- **TO DO**: Find the lines in the records that carry the word "BanList". Copy each one.

-*-

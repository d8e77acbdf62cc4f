//! Ban-family command handlers
//!
//! Every handler re-reads the new state from the database at handling time
//! and recomputes, with the shared resolver, whether the affected record is
//! or was the player's top-priority record. A record that never governed and
//! does not now govern causes no game-server traffic.

use chrono::Utc;
use std::collections::HashSet;
use tracing::{debug, warn};

use warden_core::{
    outranks, BanList, BanRecord, BanState, BanSyncMethod, RecordSnapshot,
};

use crate::commands::BanCommand;
use crate::context::SyncContext;
use crate::enforce::BanEnforcer;
use crate::error::SyncResult;

/// Handler for ban-family commands on one controller
pub struct BanCommandHandler<'a> {
    ctx: &'a SyncContext,
}

impl<'a> BanCommandHandler<'a> {
    /// Create a new handler
    #[must_use]
    pub fn new(ctx: &'a SyncContext) -> Self {
        Self { ctx }
    }

    /// Dispatch one command to its handler
    pub async fn handle(&self, command: BanCommand) -> SyncResult<()> {
        match command {
            BanCommand::CreateRecord { record_id } => self.on_record_created(record_id).await,
            BanCommand::EditRecord { record_id, old } => {
                self.on_record_edited(record_id, old).await
            }
            BanCommand::DeleteRecord { old } => self.on_record_deleted(old).await,
            BanCommand::EditList { list_id } => self.on_list_edited(list_id).await,
            BanCommand::DeleteList { old_top } => self.on_list_deleted(old_top).await,
            BanCommand::ExpireAll { player_id, old } => {
                self.on_expire_all(&player_id, old).await
            }
            BanCommand::WarnOnline => self.on_warn_online().await,
        }
    }

    async fn on_record_created(&self, record_id: i64) -> SyncResult<()> {
        let server = self.ctx.server_number();

        // Fresh read; the record may have been edited or deleted since the
        // command was published.
        let Some(record) = self.ctx.ban_store().find_record(record_id).await? else {
            debug!(record_id, "Created record already gone");
            return Ok(());
        };
        let Some(list) = self.ctx.ban_store().find_list(record.list_id).await? else {
            return Ok(());
        };
        if !list.applies_to(server) || record.is_expired(Utc::now()) {
            return Ok(());
        }

        let others = self
            .ctx
            .ban_store()
            .active_records_for_player(&record.player_id, server, &[record.id])
            .await?;
        let previous = top_pair(&others);

        // A new record only matters if it outranks whatever governed before.
        if previous.is_some_and(|(prev, _)| !outranks(&record, prev)) {
            return Ok(());
        }

        let old_state =
            previous.map_or(BanState::None, |(r, l)| BanState::derive(r, l));
        BanEnforcer::new(self.ctx)
            .synchronize(&record.player_id, Some((&record, &list)), old_state)
            .await
    }

    async fn on_record_edited(&self, record_id: i64, old: RecordSnapshot) -> SyncResult<()> {
        let server = self.ctx.server_number();
        let player_id = old.player_id.clone();

        let others = self
            .ctx
            .ban_store()
            .active_records_for_player(&player_id, server, &[record_id])
            .await?;
        let was_top = others.iter().all(|(r, _)| outranks(&old, r));

        let edited = self.load_applicable(record_id, server).await?;
        let current = challenge(top_pair(&others), edited.as_ref());
        let is_top = current.is_some_and(|(r, _)| r.id == record_id);

        if !was_top && !is_top {
            return Ok(());
        }

        // If the edit took the record's priority away, the state the server
        // holds is still the snapshot's; otherwise the previous runner-up
        // governed.
        let old_state = if was_top {
            old.state
        } else {
            top_pair(&others).map_or(BanState::None, |(r, l)| BanState::derive(r, l))
        };

        BanEnforcer::new(self.ctx)
            .synchronize(&player_id, current, old_state)
            .await
    }

    async fn on_record_deleted(&self, old: RecordSnapshot) -> SyncResult<()> {
        let server = self.ctx.server_number();

        let others = self
            .ctx
            .ban_store()
            .active_records_for_player(&old.player_id, server, &[old.record_id])
            .await?;
        let was_top = others.iter().all(|(r, _)| outranks(&old, r));
        if !was_top {
            return Ok(());
        }

        BanEnforcer::new(self.ctx)
            .synchronize(&old.player_id, top_pair(&others), old.state)
            .await
    }

    async fn on_list_edited(&self, list_id: i32) -> SyncResult<()> {
        // The list may have lost or gained applicability to this server, or
        // changed its sync method; without per-player snapshots the safe
        // move is a refresh of every player the list holds records for.
        let records = self.ctx.ban_store().records_for_list(list_id).await?;
        let players: HashSet<String> =
            records.into_iter().map(|r| r.player_id).collect();

        if players.is_empty() {
            return Ok(());
        }
        debug!(list_id, players = players.len(), "Refreshing players of edited list");

        for player_id in players {
            if let Err(e) = self.refresh_player(&player_id).await {
                warn!(player_id, error = %e, "Failed to refresh player after list edit");
            }
        }

        Ok(())
    }

    async fn on_list_deleted(&self, old_top: Vec<RecordSnapshot>) -> SyncResult<()> {
        let server = self.ctx.server_number();

        for snapshot in old_top {
            let others = self
                .ctx
                .ban_store()
                .active_records_for_player(&snapshot.player_id, server, &[snapshot.record_id])
                .await?;
            let was_top = others.iter().all(|(r, _)| outranks(&snapshot, r));
            if !was_top {
                continue;
            }

            if let Err(e) = BanEnforcer::new(self.ctx)
                .synchronize(&snapshot.player_id, top_pair(&others), snapshot.state)
                .await
            {
                warn!(
                    player_id = %snapshot.player_id,
                    error = %e,
                    "Failed to resynchronize player after list delete"
                );
            }
        }

        Ok(())
    }

    async fn on_expire_all(
        &self,
        player_id: &str,
        old: Option<RecordSnapshot>,
    ) -> SyncResult<()> {
        let Some(old) = old else {
            // Nothing governed the player before; nothing to undo.
            return Ok(());
        };

        let server = self.ctx.server_number();
        let current = self
            .ctx
            .ban_store()
            .active_records_for_player(player_id, server, &[])
            .await?;

        BanEnforcer::new(self.ctx)
            .synchronize(player_id, top_pair(&current), old.state)
            .await
    }

    async fn on_warn_online(&self) -> SyncResult<()> {
        let server = self.ctx.server_number();
        let online = self.ctx.game().online_player_ids().await?;
        if online.is_empty() {
            return Ok(());
        }

        let all = self.ctx.ban_store().active_records_for_server(server).await?;
        let enforcer = BanEnforcer::new(self.ctx);

        for player_id in online {
            let held: Vec<&(BanRecord, BanList)> =
                all.iter().filter(|(r, _)| r.player_id == player_id).collect();
            let Some((record, list)) =
                held.into_iter().fold(None::<&(BanRecord, BanList)>, |best, pair| {
                    match best {
                        Some(b) if !outranks(&pair.0, &b.0) => Some(b),
                        _ => Some(pair),
                    }
                })
            else {
                continue;
            };

            // Immediate lists were already enforced when the record changed;
            // this sweep catches the punishments deferred to connect time.
            if list.sync_method == BanSyncMethod::BanImmediately {
                continue;
            }

            if let Err(e) = enforcer.apply(&player_id, record, list).await {
                warn!(player_id, error = %e, "Failed to enforce on online player");
            }
        }

        Ok(())
    }

    /// Fresh-read a record with its list, filtered to applicable and
    /// unexpired.
    async fn load_applicable(
        &self,
        record_id: i64,
        server: u8,
    ) -> SyncResult<Option<(BanRecord, BanList)>> {
        let Some(record) = self.ctx.ban_store().find_record(record_id).await? else {
            return Ok(None);
        };
        let Some(list) = self.ctx.ban_store().find_list(record.list_id).await? else {
            return Ok(None);
        };
        if !list.applies_to(server) || record.is_expired(Utc::now()) {
            return Ok(None);
        }
        Ok(Some((record, list)))
    }

    async fn refresh_player(&self, player_id: &str) -> SyncResult<()> {
        let server = self.ctx.server_number();
        let candidates = self
            .ctx
            .ban_store()
            .active_records_for_player(player_id, server, &[])
            .await?;
        BanEnforcer::new(self.ctx)
            .refresh(player_id, top_pair(&candidates))
            .await
    }
}

/// Governing pair of a candidate set, by the shared resolver.
fn top_pair(pairs: &[(BanRecord, BanList)]) -> Option<(&BanRecord, &BanList)> {
    pairs
        .iter()
        .fold(None::<&(BanRecord, BanList)>, |best, pair| match best {
            Some(b) if !outranks(&pair.0, &b.0) => Some(b),
            _ => Some(pair),
        })
        .map(|(r, l)| (r, l))
}

/// The stronger of an incumbent pair and a challenger pair.
fn challenge<'p>(
    incumbent: Option<(&'p BanRecord, &'p BanList)>,
    challenger: Option<&'p (BanRecord, BanList)>,
) -> Option<(&'p BanRecord, &'p BanList)> {
    match (incumbent, challenger) {
        (Some((ir, il)), Some((cr, cl))) => {
            if outranks(cr, ir) {
                Some((cr, cl))
            } else {
                Some((ir, il))
            }
        }
        (None, Some((cr, cl))) => Some((cr, cl)),
        (incumbent, None) => incumbent,
    }
}

#[cfg(test)]
mod tests {
    use super::*;
    use chrono::Duration;
    use warden_core::ServerMask;

    fn list(id: i32) -> BanList {
        BanList {
            id,
            name: format!("list-{id}"),
            sync_method: BanSyncMethod::BanImmediately,
            servers: Some(ServerMask::ALL),
        }
    }

    fn record(id: i64, expires_in: Option<Duration>) -> BanRecord {
        BanRecord {
            id,
            list_id: 1,
            player_id: "p1".to_string(),
            admin_name: "admin".to_string(),
            reason: "r".to_string(),
            notes: None,
            created_at: Utc::now() + Duration::seconds(id),
            expires_at: expires_in.map(|d| Utc::now() + d),
        }
    }

    #[test]
    fn test_top_pair_picks_governing_record() {
        let pairs = vec![
            (record(1, Some(Duration::days(1))), list(1)),
            (record(2, None), list(1)),
            (record(3, Some(Duration::days(30))), list(1)),
        ];
        let (top, _) = top_pair(&pairs).unwrap();
        assert_eq!(top.id, 2);

        assert!(top_pair(&[]).is_none());
    }

    #[test]
    fn test_challenge_prefers_outranking_record() {
        let incumbent_pair = (record(1, Some(Duration::days(1))), list(1));
        let challenger_pair = (record(2, None), list(2));

        let (winner, _) = challenge(
            Some((&incumbent_pair.0, &incumbent_pair.1)),
            Some(&challenger_pair),
        )
        .unwrap();
        assert_eq!(winner.id, 2);

        let (winner, _) =
            challenge(Some((&challenger_pair.0, &challenger_pair.1)), Some(&incumbent_pair))
                .unwrap();
        assert_eq!(winner.id, 2);

        assert!(challenge(None, None).is_none());
    }
}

-*-

- **ANSWER**:
    outranks, BanList, BanRecord, BanState, BanSyncMethod, RecordSnapshot,
            let held: Vec<&(BanRecord, BanList)> =
                held.into_iter().fold(None::<&(BanRecord, BanList)>, |best, pair| {
    ) -> SyncResult<Option<(BanRecord, BanList)>> {
fn top_pair(pairs: &[(BanRecord, BanList)]) -> Option<(&BanRecord, &BanList)> {
        .fold(None::<&(BanRecord, BanList)>, |best, pair| match best {
    incumbent: Option<(&'p BanRecord, &'p BanList)>,
    challenger: Option<&'p (BanRecord, BanList)>,
) -> Option<(&'p BanRecord, &'p BanList)> {
    fn list(id: i32) -> BanList {
        BanList {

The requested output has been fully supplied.